Since most grasses have common sets of genes, what is learned from the
study of the rice genome will be immediately applicable to the other
grasses.
An interagency
program solicitation released in January, 1999 by USDA, NSF and DOE,
resulted in an agreement to jointly fund two U.S. projects totaling
$12.3M over 3 years. The U.S. efforts will be coordinated with the international
effort, whose goals are set by the International Rice Genome Sequencing
Working Group. Currently the members include scientists representing
Canada, China, EU, France, India, Japan, Korea, Singapore, Taiwan, Thailand,
and the US. The working group is responsible for planning the most efficient
means of completing the rice sequencing project to avoid duplication
of efforts and maximize overall progress.
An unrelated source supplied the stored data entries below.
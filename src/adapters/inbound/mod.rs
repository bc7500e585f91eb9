mod api_server;

pub use api_server::{router, ApiServer, ApiState};

// Re-export for external use (e.g., integration tests)
#[allow(unused_imports)]
pub use api_server::{ErrorResponse, HealthResponse, LookupResponse, MyIpResponse};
It has its own public Web
site (http://www.staff.or.jp/Seqcollab.html).
US participation will ensure that the international rice
genome sequencing project will follow standard policy for public genome
sequencing projects on rapid data release and free information sharing,
and that the international rice effort will have access to constantly
evolving technologies and strategies in high throughput genome sequencing
and data management.
Future
Plans
It is anticipated
that the funding of this aspect of the initiative will continue until
the rice sequence is complete. A time-table published by the international
working group in February 1999 indicates that the completion is expected
by 2008 based on the current technology, and that over 1/3 of the genome
will be sequenced in three years based on the
current funding commitment from various national
and international programs. They expect that predicted rapid advances
in sequencing technologies will most likely allow completion of the
rice genome sequence significantly earlier than this prediction. This
prediction is consistent with the statement in the IWG January 1998
report, that “It is anticipated that the genome of rice could be completed
in the year 2004, with sufficient funding.”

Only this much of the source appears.